BEIRUT (AP) — Syrian rebels scored one of their biggest strategic victories Monday since the country’s crisis began two years ago, capturing the nation’s largest dam and iconic industrial symbol of the Assad family’s four-decade rule.

Rebels led by the al-Qaida-linked militant group Jabhat al-Nusra now control much of the water flow in the country’s north and east, eliciting warnings from experts that any mistake in managing the dam may drown wide areas in Syria and Iraq.

A Syrian government official denied that the rebels captured the dam, saying “heavy clashes are taking place around it.” The official spoke on condition of anonymity in line with regulations. But amateur video released by activists showed gunmen walking around the facility’s operations rooms and employees apparently carrying on with their work as usual.

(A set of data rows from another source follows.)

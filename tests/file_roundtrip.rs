/*
 * Copyright (c) 2021-2021 Thomas Kramer.
 *
 * This file is part of regrid
 * (a fork of https://codeberg.org/libreda/interp).
 *
 * This program is free software: you can redistribute it and/or modify
 * it under the terms of the GNU General Public License as published by
 * the Free Software Foundation, either version 3 of the License, or
 * (at your option) any later version.
 *
 * This program is distributed in the hope that it will be useful,
 * but WITHOUT ANY WARRANTY; without even the implied warranty of
 * MERCHANTABILITY or FITNESS FOR A PARTICULAR PURPOSE.  See the
 * GNU General Public License for more details.
 *
 * You should have received a copy of the GNU General Public License
 * along with this program. If not, see <http://www.gnu.org/licenses/>.
 */


//! Reading a table from disk, resampling it and writing the per-method files.

use std::fs;

use regrid::config::Settings;
use regrid::io::{read_table, write_report, write_results, Report, WriteOptions};
use regrid::prelude::*;
use tempfile::tempdir;

#[test]
fn test_gbk_input_to_csv_outputs() {
    let dir = tempdir().unwrap();
    let input = dir.path().join("inflow.csv");

    // Header "时间,Q" in GBK.
    let mut bytes = b"\xca\xb1\xbc\xe4,Q\n".to_vec();
    bytes.extend_from_slice(b"0,10\n3,40\n6,30\n9,5\n");
    fs::write(&input, bytes).unwrap();

    let settings = Settings::from_ini_str(&format!(
        "input = {}\nindex_column = 时间\nstep = 1\nmethods = linear, nearest, bogus\nencoding = gbk\n\
         index_precision = 0\nvalue_precision = 1\nwrite_bom = false\n",
        input.display()
    ))
    .unwrap();
    settings.validate().unwrap();

    let table = read_table(&input, &settings.read_options()).unwrap();
    assert_eq!(table.index_name(), "时间");

    let output = Resampler::new(settings.resample_config()).run(&table).unwrap();
    assert_eq!(output.skipped, vec![UnsupportedMethod("bogus".to_string())]);

    let out_dir = dir.path().join("out");
    fs::create_dir_all(&out_dir).unwrap();
    let written = write_results(&output, &out_dir, "inflow", &settings.write_options());
    assert_eq!(written.len(), 2);
    assert!(written.iter().all(|w| w.result.is_ok()));

    let linear = fs::read_to_string(out_dir.join("inflow_linear_resampled.csv")).unwrap();
    let lines: Vec<&str> = linear.lines().collect();
    assert_eq!(lines.len(), 11);
    assert_eq!(lines[0], "时间,Q");
    assert_eq!(lines[1], "0,10.0");
    assert_eq!(lines[2], "1,20.0");
    assert_eq!(lines[3], "2,30.0");
    assert_eq!(lines[4], "3,40.0");
    assert_eq!(lines[10], "9,5.0");

    let nearest = fs::read_to_string(out_dir.join("inflow_nearest_resampled.csv")).unwrap();
    assert!(nearest.lines().any(|l| l == "1,10.0"));
    assert!(nearest.lines().any(|l| l == "2,40.0"));

    let report = Report {
        input: &input,
        output_dir: &out_dir,
        index_column: table.index_name(),
        step: settings.step,
        index_precision: settings.index_precision,
        value_precision: settings.value_precision,
        output: &output,
        written: &written,
    };
    let report_path = write_report(&report, &out_dir, "inflow").unwrap();
    let text = fs::read_to_string(report_path).unwrap();
    assert!(text.contains("inflow_linear_resampled.csv"));
    assert!(text.contains("bogus"));
    assert!(text.contains("linear interpolation (linear): 10 rows"));
}

#[test]
fn test_failed_write_does_not_stop_other_methods() {
    let dir = tempdir().unwrap();
    let table = Table::new("t", vec![0.0, 1.0, 2.0])
        .with_column("Q", vec![1.0, 2.0, 3.0])
        .unwrap();
    let output = Resampler::new(ResampleConfig::new(0.5).with_methods(["linear", "nearest"]))
        .run(&table)
        .unwrap();

    // A directory where the linear output file should go makes that write fail.
    fs::create_dir(dir.path().join("t_linear_resampled.csv")).unwrap();

    let written = write_results(&output, dir.path(), "t", &WriteOptions::default());
    assert_eq!(written.len(), 2);
    assert!(written[0].result.is_err());
    assert!(written[1].result.is_ok());
    assert!(dir.path().join("t_nearest_resampled.csv").is_file());
}

#[test]
fn test_missing_input_file() {
    let dir = tempdir().unwrap();
    let settings = Settings::from_ini_str("index_column = t\n").unwrap();
    let err = read_table(&dir.path().join("nope.csv"), &settings.read_options()).unwrap_err();
    assert!(matches!(err, Error::Io { .. }));
}

#[test]
fn test_settings_file_with_windows_paths() {
    let dir = tempdir().unwrap();
    let path = dir.path().join("regrid.ini");
    fs::write(
        &path,
        "[resample]\ninput = E:\\test\\new_inflow.csv\noutput_dir = E:\\test\\out\nindex_column = t\n",
    )
    .unwrap();

    let settings = Settings::load(&path).unwrap();
    assert_eq!(settings.input, Some(std::path::PathBuf::from(r"E:\test\new_inflow.csv")));
    assert_eq!(settings.output_dir(), std::path::PathBuf::from(r"E:\test\out"));
}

In the capital, Damascus, the rebels kept the battle going mostly in northeastern and southern neighborhoods as the fighting gets closer to the heart of President Bashar Assad’s seat of power.

The capture of the al-Furat dam came after rebels seized two smaller dams on the Euphrates river, which flows from Turkey through Syria and into Iraq. Behind al-Furat dam lies Lake Assad, which at 640 square kilometers (247 square miles) is the country’s largest water reservoir.

The dam produces 880 megawatts of electricity, a small amount of the country’s production. Syria’s electricity production relies on plants powered by natural gas and fuel oil.

Still, the capture handed the rebels control over water and electricity supplies for both government-held areas and large swaths of land the opposition has captured over the past 22 months of fighting.

“This is the most important dam in Syria. It is a strategic dam, and Lake Assad is one of the largest artificial lakes in the region,” said Rami Abdul-Rahman, who heads the Britain-based Syrian Observatory for Human Rights.

“It supplies many areas around Syria with electricity,” Abdul-Rahman said, citing the provinces of Raqqa, Hassaka and Aleppo in the north as well as Deir el-Zour in the east near the Iraqi border.

The dam, constructed in the late 1960s in cooperation with the Soviet Union, is located in a northeastern town once called Tabqa. After the dam was built, the town’s name changed to Thawra, Arabic for revolution, to mark the March 8, 1963 coup that brought Assad’s ruling Baath party to power.

Early Monday, when the rebels stormed the dam and the town, one of the first things they did was set ablaze a giant statue of the late President Hafez Assad, the current president’s father.

“This is one of the biggest projects that have a moral value in Syria’s history,” said Dubai-based Syrian economist Samir Seifan. “It was the Syrian government’s biggest project in the 20th century.”

Seifan said that the dam is “a very sensitive plant” and it is very important that technicians and experts keep it running as usual because any mistake could have dangerous consequences.

He added that any mistake could “release massive amounts of water that will drown wide areas including the city of Deir el-Zour as well as cities in Iraq.” Seifan added that “any damage will have dangerous consequences on civilians. It supplies hundreds of thousands of hectares with water.”

An amateur video released by activists showed rebels walking through large operations rooms as employees went on with their work as usual.

“The al-Furat dam is now in the hands of the Free Syrian Army heroes,” says the narrator. “And these are the workers, continuing their work as usual.”

The video appeared genuine and corresponded to other Associated Press reporting on the events depicted.